Lance Thompson

Personal information
- Born: 16 February 1978 Sydney, New South Wales, Australia
- Died: 23 August 2018 (aged 40) Cronulla, New South Wales, Australia

Playing information
- Height: 185 cm (6 ft 1 in)
- Weight: 100 kg (15 st 10 lb)
- Position: Second-row, Prop
Club
| Years | Team | Pld | T | G | FG | P |
| 1995–98 | St George Dragons | 69 | 4 | 9 | 0 | 34 |
| 1999–05 | St. George Illawarra | 132 | 20 | 8 | 0 | 96 |
| 2006–08 | Cronulla Sharks | 38 | 5 | 1 | 0 | 22 |
|  | Total | 239 | 29 | 18 | 0 | 152 |
Representative
| Years | Team | Pld | T | G | FG | P |
| 2001–07 | NSW City | 5 | 0 | 0 | 0 | 0 |
- Source:

= Lance Thompson =

Australian rugby league footballer (1978–2018)

Lance Thompson (16 February 1978 – 23 August 2018) was an Australian professional rugby league footballer who played in the 1990s and 2000s. He played for St. George, St. George Illawarra and Cronulla-Sutherland. He primarily played in the , though he also played .

==Background==
While attending Kingsgrove High School, Thompson was selected to play for the Australian Schoolboys team in 1994 and 1995. He played his junior football with Hurstville United.

==Professional playing career==
===St. George and St. George Illawarra===
Thompson made his first grade debut in Round 13, St George against Cronulla at Toyota Park, 24 June 1995 as a 17-year-old. He played for the club until the end of 2006. Thompson played at second-row forward for St. George in the 1996 ARL Grand Final loss to Manly Warringah and
for St. George Illawarra Dragons in their 1999 NRL Grand Final loss to the Melbourne Storm. During his many years at the Dragons, Lance Thompson was a crowd favourite at Kogarah and Wollongong, and it caused some controversy amongst supporters when he departed at the end of the 2005 season.

===Cronulla-Sutherland===
During 2006, Thompson's appearances for Cronulla against his former side, St George Illawarra, were highly anticipated. The first of these matches saw Thompson scoring two tries, and the second involved St. George player Dean Young being injured in a Thompson tackle, sidelining Young for most of the 2007 season.

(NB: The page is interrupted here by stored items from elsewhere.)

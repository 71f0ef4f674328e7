//! Prune an installed dependency tree down to the paths that lead to an
//! in-range copy of the package being upgraded.

use crate::range::VersionRange;
use crate::tree::{Dependencies, DependencyNode};

/// What to look for: a package name and the range of installed versions
/// that should be bumped.
#[derive(Debug, Clone, PartialEq, Eq)]
pub struct UpdateCriteria {
    pub package: String,
    pub range: VersionRange,
}

impl UpdateCriteria {
    fn new(package: impl Into<String>, range: VersionRange) -> Self {
        Self {
            package: package.into(),
            range,
        }
    }

    /// Build criteria from the raw answers: `[minimum, target)`.
    pub fn parse(package: &str, minimum: &str, target: &str) -> miette::Result<Self> {
        Ok(Self::new(package, VersionRange::parse(minimum, target)?))
    }

    pub fn is_target(&self, name: &str) -> bool {
        name == self.package
    }

    fn in_range(&self, node: &DependencyNode) -> bool {
        node.version
            .as_deref()
            .is_some_and(|v| self.range.contains(v))
    }
}

/// Filter `node` (known as `name`) depth-first.
///
/// A node survives if it is the target package in range, or if any of its
/// children survive; surviving children keep their listing order. A target
/// node outside the range is dropped together with its subtree. Returns
/// `None` when nothing under `node` needs updating.
pub fn filter_tree(
    node: &DependencyNode,
    name: &str,
    criteria: &UpdateCriteria,
) -> Option<DependencyNode> {
    let is_target = criteria.is_target(name);
    if is_target && !criteria.in_range(node) {
        return None;
    }

    let children: Dependencies = node
        .dependencies
        .iter()
        .filter_map(|(child_name, child)| {
            filter_tree(child, child_name, criteria).map(|kept| (child_name.to_string(), kept))
        })
        .collect();

    if !children.is_empty() || is_target {
        Some(DependencyNode {
            name: node.name.clone(),
            version: node.version.clone(),
            from: node.from.clone(),
            resolved: node.resolved.clone(),
            dependencies: children,
        })
    } else {
        None
    }
}

/// Every path from the root to an occurrence of the target package in a
/// filtered tree, as `name@version` segments.
pub fn target_paths(node: &DependencyNode, name: &str, package: &str) -> Vec<Vec<String>> {
    let mut out = Vec::new();
    let mut path = Vec::new();
    collect_paths(node, name, package, &mut path, &mut out);
    out
}

fn collect_paths(
    node: &DependencyNode,
    name: &str,
    package: &str,
    path: &mut Vec<String>,
    out: &mut Vec<Vec<String>>,
) {
    path.push(match node.version {
        Some(ref v) => format!("{name}@{v}"),
        None => name.to_string(),
    });
    if name == package {
        out.push(path.clone());
    }
    for (child_name, child) in node.dependencies.iter() {
        collect_paths(child, child_name, package, path, out);
    }
    path.pop();
}

#[cfg(test)]
mod tests {
    use super::*;

    fn criteria(lo: &str, hi: &str) -> UpdateCriteria {
        UpdateCriteria::parse("lodash", lo, hi).unwrap()
    }

    #[test]
    fn root_target_leaf_in_range() {
        let root = DependencyNode::with_version("4.17.4");
        let kept = filter_tree(&root, "lodash", &criteria("4.0.0", "4.17.21")).unwrap();
        assert_eq!(kept, root);
    }

    #[test]
    fn missing_version_is_out_of_range() {
        let root = DependencyNode::default().dependency("lodash", DependencyNode::default());
        assert!(filter_tree(&root, "app", &criteria("0.0.0", "9.0.0")).is_none());
    }

    #[test]
    fn target_with_unmatched_children_becomes_leaf() {
        let lodash = DependencyNode::with_version("4.1.0")
            .dependency("other", DependencyNode::with_version("1.0.0"));
        let kept = filter_tree(&lodash, "lodash", &criteria("4.0.0", "5.0.0")).unwrap();
        assert!(kept.is_leaf());
        assert_eq!(kept.version.as_deref(), Some("4.1.0"));
    }

    #[test]
    fn target_paths_lists_each_occurrence() {
        let root = DependencyNode::default()
            .dependency(
                "a",
                DependencyNode::with_version("1.0.0")
                    .dependency("lodash", DependencyNode::with_version("4.1.0")),
            )
            .dependency("lodash", DependencyNode::with_version("4.2.0"));
        let paths = target_paths(&root, "app", "lodash");
        assert_eq!(
            paths,
            vec![
                vec!["app", "a@1.0.0", "lodash@4.1.0"],
                vec!["app", "lodash@4.2.0"],
            ]
        );
    }
}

In 2007 Thompson was selected for the final time for the City side which won the annual City vs. Country match, the NSWRL's precursor to the State of Origin series. Thompson played his final NRL game in Round 6 against the Penrith Panthers after announcing his retirement from Rugby league on Wednesday, 16 April. In a press conference, Thompson explained that the reason for this decision was an ongoing knee injury sustained in 2007 and because he was diagnosed with type one diabetes and that he had "one last game left in him." Cronulla-Sutherland Sharks coach Ricky Stuart gave Thompson his last game in Round 6 for his "last hurrah." Thompson scored a try early in the match but Cronulla lost the game 20-21 in golden point.

==Post playing==
Thompson later became coach of the Cronulla side in the reserve-grade New South Wales Cup competition. At the time of his death, he managed the bistro at the Woolooware Golf Club, which was thriving at the time.

==Death==
Thompson died in Cronulla on 23 August 2018. The death was believed to be a medical episode. It was confirmed by his daughter in July 2026, his death was due to diabetic ketoacidosis, a life-threatening complication of type 1 diabetes. He was honored by more than 400 friends, family, teammates, and coaches at a tribute luncheon in Sydney.